I also find thatsome of my professors allow to much make up work. I do not think that I should get a paper back with all my grammatical errors clearly marked for me and be given the opportunity to fix it for a better grade. That does not reflect my ability or my diligence. It merely shows that I know how to read and edit a digital text document. I don't want a higher grade that I didn't earn.
Kudos to all of you for sticking up for yourselves! You’re doing a great job!!
Posted by: sammi at April 23, 2006 6:16 PM
Here's a little something a colleague sent to me that I now include in EVERY syllabus, EVERY term/semester, along with a signature to a short contract that says each student has read, understands, & agrees to the terms of the entire syllabus. Enjoy & feel free to use if you'd like:
With regards to your grades on any test, exam, assignment, paper, project, etc.:
1. Your current and past grades in any course, including this one, are totally irrelevant. For instance, if you have always had A’s, but give me C-work, then you will get a C grade for that work.
2. Your need for a certain grade in order to pass the course, graduate, retain or obtain a scholarship, transfer to another college or university, remove probation and continue college, maintain a high G.P.A., appease your perfectionism, inflate your ego, etc., is totally irrelevant.
3. Your I.Q., S.A.T., G.P.A., life experience, work experience, professional status, and whatever else you or others use to measure your intellectual worth are totally irrelevant. For instance, if you have an I.Q. of 180 and a G.P.A of 4.0, but give me F-work, then you get an F grade for that work.

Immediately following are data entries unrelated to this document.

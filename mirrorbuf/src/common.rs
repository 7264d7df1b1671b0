// Copyright (C) 2025 Category Labs, Inc.
//
// This program is free software: you can redistribute it and/or modify
// it under the terms of the GNU General Public License as published by
// the Free Software Foundation, either version 3 of the License, or
// (at your option) any later version.
//
// This program is distributed in the hope that it will be useful,
// but WITHOUT ANY WARRANTY; without even the implied warranty of
// MERCHANTABILITY or FITNESS FOR A PARTICULAR PURPOSE.  See the
// GNU General Public License for more details.
//
// You should have received a copy of the GNU General Public License
// along with this program.  If not, see <http://www.gnu.org/licenses/>.

//! Common internal helpers for mirrorbuf.

use crate::RingBufError;

#[inline]
#[cold]
fn cold() {}

#[inline(always)]
pub(crate) fn unlikely(b: bool) -> bool {
    if b {
        cold();
    }
    b
}

/// Size of a virtual memory page on this machine.
pub fn page_size() -> usize {
    unsafe { libc::sysconf(libc::_SC_PAGESIZE) as usize }
}

/// Rounds `requested` up to the next multiple of `page_size`.
///
/// The result is guaranteed to fit twice in the address space, since the
/// region is mapped back to back. A page size that is not a power of two
/// means `sysconf` failed, and nothing can be mapped.
pub(crate) fn round_to_pages(requested: usize, page_size: usize) -> Result<usize, RingBufError> {
    if requested == 0 {
        return Err(RingBufError::ZeroCapacity);
    }
    if unlikely(!page_size.is_power_of_two()) {
        return Err(RingBufError::CapacityTooLarge(requested));
    }
    requested
        .checked_next_multiple_of(page_size)
        .filter(|size| size.checked_mul(2).is_some())
        .ok_or(RingBufError::CapacityTooLarge(requested))
}
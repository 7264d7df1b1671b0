//! Read framing for the three buffer modes.

use crate::RingBufError;
use serde::{Deserialize, Serialize};

/// Selects how [`RingBuffer::read`](crate::RingBuffer::read) cuts the byte
/// stream into results. Writes are never checked against the mode.
#[derive(Debug, Clone, Copy, Default, PartialEq, Eq, Hash, Serialize, Deserialize)]
#[serde(rename_all = "lowercase")]
pub enum Mode {
    /// Raw bytes, no framing.
    #[default]
    Byte,
    /// NUL-terminated strings. Writes append the NUL.
    String,
    /// Records ending in the buffer's terminator byte.
    Stream,
}

/// Outcome of framing one read: how many bytes leave the buffer and how many
/// the caller is told about.
#[derive(Debug, Clone, Copy, PartialEq, Eq)]
pub(crate) struct Framed {
    pub(crate) consumed: usize,
    pub(crate) returned: usize,
}

impl Framed {
    fn whole(len: usize) -> Self {
        Framed {
            consumed: len,
            returned: len,
        }
    }
}

impl Mode {
    /// Capacity a write of `len` bytes needs in this mode.
    pub(crate) fn write_len(self, len: usize) -> usize {
        match self {
            Mode::String => len.saturating_add(1),
            Mode::Byte | Mode::Stream => len,
        }
    }

    /// Copies the framed prefix of `window` into `out`.
    ///
    /// `window` is the readable data already clipped to `out.len()`.
    pub(crate) fn frame(
        self,
        window: &[u8],
        out: &mut [u8],
        terminator: u8,
    ) -> Result<Framed, RingBufError> {
        debug_assert!(window.len() <= out.len());

        match self {
            Mode::Byte => {
                out[..window.len()].copy_from_slice(window);
                Ok(Framed::whole(window.len()))
            }
            Mode::String => {
                if window.is_empty() {
                    return Ok(Framed::whole(0));
                }
                match window.iter().position(|&b| b == 0) {
                    Some(nul) => {
                        out[..=nul].copy_from_slice(&window[..=nul]);
                        Ok(Framed::whole(nul + 1))
                    }
                    None => {
                        let len = window.len();
                        out[..len].copy_from_slice(window);
                        out[len - 1] = 0;
                        Ok(Framed::whole(len))
                    }
                }
            }
            Mode::Stream => match window.iter().position(|&b| b == terminator) {
                Some(end) => {
                    out[..end].copy_from_slice(&window[..end]);
                    out[end] = 0;
                    Ok(Framed {
                        consumed: end + 1,
                        returned: end,
                    })
                }
                None => Err(RingBufError::IncompleteRecord {
                    terminator,
                    window: window.len(),
                }),
            },
        }
    }
}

4. Effort is totally irrelevant. For instance, if you put great effort but produce C-work, then you get a C for that work. If you produce A-work, but do so effortlessly, then you get an A grade for that work. However, continual effort will tend to give you the results you want. Do NOT give up! Do NOT hesitate to see me for assistance! Do NOT hesitate to ask questions in class as soon as you are puzzled, lost, perplexed, confounded, mystified, bewildered, overwhelmed, bedeviled…
5. Your family and work situations are totally irrelevant. For example, if you are raising a dozen children, pursuing two full-time careers, and give me D-work, then you get a D grade for that work.
6. The fact that you perceive my presentation of the content of this course as being uninteresting and non-engaging is totally irrelevant. It is time for you take charge of your education and your state of mind.
7. Only the quality of your work and only the quality of your participation are relevant.
IMPORTANT: If you want to discuss your grade on any quiz, test, assignment, paper, project, etc., I expect you to use your critical thinking skills and the knowledge you are supposed to have acquired in this course to convince me that you deserve a better grade. Come well prepared. For if you either describe the problem you are having with your test, assignment, project, etc., inaccurately, or reason incorrectly, you will lose further points on your work. However, if you describe it accurately, AND reason correctly, I will give you the grade you deserve and add further points for your good reasoning. Keep in mind that if I re-examine graded work, and discover that I have mistakenly given you points that you do not deserve, I will deduct those points from the grade.
.....I like that. --MCT
Posted by: JMason at May 22, 2006 4:12 PM
Thank you for the inspiration! I am on my way to defend a grade of F my student earned. Her helocopter mom is demanding an upgrade even though daughter earned 32% on a research paper, failed the final, failed a presentation etc etc etc. How did we come to a place where it's my responsibility to prove how many times the student is absent? The student told her mom there's "no way" she could have been absent so many times. So I have to prove it??? Fortunately, I CAN.
Sure, it would be easier just to change grades, but really, where will this end?